Si girò, cercando a tastoni il profilo nero della porta dell’enclave. Il sangue macchiava le superfici esterne dello scudo a energia-Y della cupola e del suo. Inserito nel profilo della porta c’era un analizzatore di retina standard, programmato per concedere l’ingresso a ogni configurazione modificata geneticamente. Una misura di emergenza: un tecnico poteva essere colto all’esterno, un adolescente avventuroso poteva restare bloccato. Lizzie lo sapeva dai dati che spesso aveva trafugato.

Appoggiò l’occhio di Tish contro lo scanner e la porta della cupola esterna si aprì. Le si chiuse alle spalle, proprio davanti ai razziatori che gridavano per ucciderla.

Lizzie crollò a terra ed ebbe un conato. Non riuscì a vomitare: non aveva ingerito cibo per bocca da settimane. Ma non aveva tempo. Quanto poteva restare fresco un bulbo oculare per ingannare uno scanner? Quel tipo di informazione non si trovava nei data base.

Barcollando in piedi, sollevò l’occhio color porpora modificato geneticamente di Tish verso il secondo scanner. Si aprì anche la porta interna e Lizzie vi si catapultò attraverso.

Era dentro Manhattan Est.

Più precisamente, si trovava in una specie di deposito, pieno di robot da lavori pesanti immobili contro le pareti. Bene. Niente robot-poliziotti finché non avesse lasciato quell’edificio che doveva essere fortemente schermato e ben sigillato. Poteva aspettare. Lizzie si stese sul pavimento finché non riuscì a respirare normalmente.

Quando fu in grado di stare in piedi, disattivò lo scudo personale. Il sangue di Tish scivolò sul pavimento. Lizzie riattivò lo scudo e si rese conto soltanto in quel momento di avere ancora in mano l’occhio della donna. Non era insanguinato: tutto il sangue si era versato quando lei aveva ritirato il coltello dal corpo di Tish.
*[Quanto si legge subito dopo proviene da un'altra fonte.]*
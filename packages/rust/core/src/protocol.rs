//! Message variants exchanged over the bus.
//!
//! Field names serialize in camelCase and variants carry an `action` tag, so
//! the JSON form matches what the popup and content script exchange.

use serde::{Deserialize, Serialize};

use fieldfill_shared::{FieldDescriptor, FillResult};

use crate::bus::{BusClient, BusReceiver};

/// Requests handled by the background coordinator.
#[derive(Debug, Clone, PartialEq, Serialize, Deserialize)]
#[serde(tag = "action", rename_all = "camelCase", rename_all_fields = "camelCase")]
pub enum BackgroundRequest {
    /// Fan out one completion per field.
    ProcessFields {
        fields: Vec<FieldDescriptor>,
        system_prompt: String,
        #[serde(default)]
        api_key: Option<String>,
    },
    /// Verify that the key is accepted by the backend.
    TestConnection {
        #[serde(default)]
        api_key: Option<String>,
    },
}

/// Coordinator reply to a [`BackgroundRequest`].
#[derive(Debug, Clone, Default, PartialEq, Serialize, Deserialize)]
#[serde(rename_all = "camelCase")]
pub struct BackgroundResponse {
    pub success: bool,
    #[serde(default, skip_serializing_if = "Option::is_none")]
    pub results: Option<Vec<FillResult>>,
    #[serde(default, skip_serializing_if = "Option::is_none")]
    pub message: Option<String>,
    #[serde(default, skip_serializing_if = "Option::is_none")]
    pub error: Option<String>,
}

impl BackgroundResponse {
    pub fn results(results: Vec<FillResult>) -> Self {
        Self {
            success: true,
            results: Some(results),
            ..Self::default()
        }
    }

    pub fn message(message: impl Into<String>) -> Self {
        Self {
            success: true,
            message: Some(message.into()),
            ..Self::default()
        }
    }

    pub fn error(error: impl Into<String>) -> Self {
        Self {
            success: false,
            error: Some(error.into()),
            ..Self::default()
        }
    }
}

/// Requests handled by a page session.
#[derive(Debug, Clone, PartialEq, Serialize, Deserialize)]
#[serde(tag = "action", rename_all = "camelCase", rename_all_fields = "camelCase")]
pub enum PageRequest {
    /// Run the whole scan, dispatch and apply session.
    FillForms {
        system_prompt: String,
        #[serde(default)]
        api_key: Option<String>,
    },
    /// Scan only and report what would be filled.
    GetFieldCount,
}

/// Page session reply to a [`PageRequest`].
#[derive(Debug, Clone, PartialEq, Serialize, Deserialize)]
#[serde(untagged)]
pub enum PageResponse {
    Fill {
        success: bool,
        #[serde(default, skip_serializing_if = "Option::is_none")]
        error: Option<String>,
    },
    FieldCount {
        count: usize,
        fields: Vec<FieldDescriptor>,
    },
}

pub type BackgroundClient = BusClient<BackgroundRequest, BackgroundResponse>;
pub type BackgroundReceiver = BusReceiver<BackgroundRequest, BackgroundResponse>;
pub type PageClient = BusClient<PageRequest, PageResponse>;
pub type PageReceiver = BusReceiver<PageRequest, PageResponse>;

#[cfg(test)]
mod tests {
    use super::*;
    use serde_json::json;

    #[test]
    fn process_fields_wire_shape() {
        let request: BackgroundRequest = serde_json::from_value(json!({
            "action": "processFields",
            "fields": [{
                "id": "field_0",
                "type": "email",
                "tagName": "input",
                "name": "email",
                "placeholder": "",
                "required": false,
                "label": "Email",
                "context": ""
            }],
            "systemPrompt": "Be brief.",
            "apiKey": "sk-ant-1"
        }))
        .unwrap();

        let BackgroundRequest::ProcessFields {
            fields,
            system_prompt,
            api_key,
        } = request
        else {
            panic!("expected processFields");
        };
        assert_eq!(fields.len(), 1);
        assert_eq!(system_prompt, "Be brief.");
        assert_eq!(api_key.as_deref(), Some("sk-ant-1"));
    }

    #[test]
    fn missing_api_key_deserializes_as_none() {
        let request: BackgroundRequest =
            serde_json::from_value(json!({ "action": "testConnection" })).unwrap();
        assert_eq!(request, BackgroundRequest::TestConnection { api_key: None });
    }

    #[test]
    fn error_response_omits_results() {
        let value = serde_json::to_value(BackgroundResponse::error("No fields to process")).unwrap();
        assert_eq!(
            value,
            json!({ "success": false, "error": "No fields to process" })
        );
    }

    #[test]
    fn page_responses_are_untagged() {
        let fill = serde_json::to_value(PageResponse::Fill {
            success: true,
            error: None,
        })
        .unwrap();
        assert_eq!(fill, json!({ "success": true }));

        let count = serde_json::to_value(PageResponse::FieldCount {
            count: 0,
            fields: vec![],
        })
        .unwrap();
        assert_eq!(count, json!({ "count": 0, "fields": [] }));

        let request: PageRequest =
            serde_json::from_value(json!({ "action": "getFieldCount" })).unwrap();
        assert_eq!(request, PageRequest::GetFieldCount);
    }
}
Tish non aveva mai utilizzato i suoi occhi modificati geneticamente per entrare nell’enclave. Perché no? Doveva sapere di essere modificata. Lizzie, tuttavia, aveva capito il motivo dell’esilio di Tish quando lei aveva cercato di scuoterla a morte. Le mani di Tish si erano strette attorno al suo collo; il corpo di Tish si era premuto contro il suo. Attraverso gli abiti, Lizzie aveva sentito i punti duri nei posti sbagliati, lo sterno malformato, le costole asimmetriche. Lo scheletro di Tish si era deformato nell’utero. Nuda, sarebbe apparsa grottesca. Lizzie rifletté sull’importanza che i Muli attribuivano alla perfezione fisica, e su quanto tempo Tish avesse vissuto con i Vivi per ottenere quell’accento. Vicki aveva sempre sostenuto che odiare se stessi fosse il tipo peggiore di odio. Lizzie non aveva mai capito cosa intendesse dire Vicki.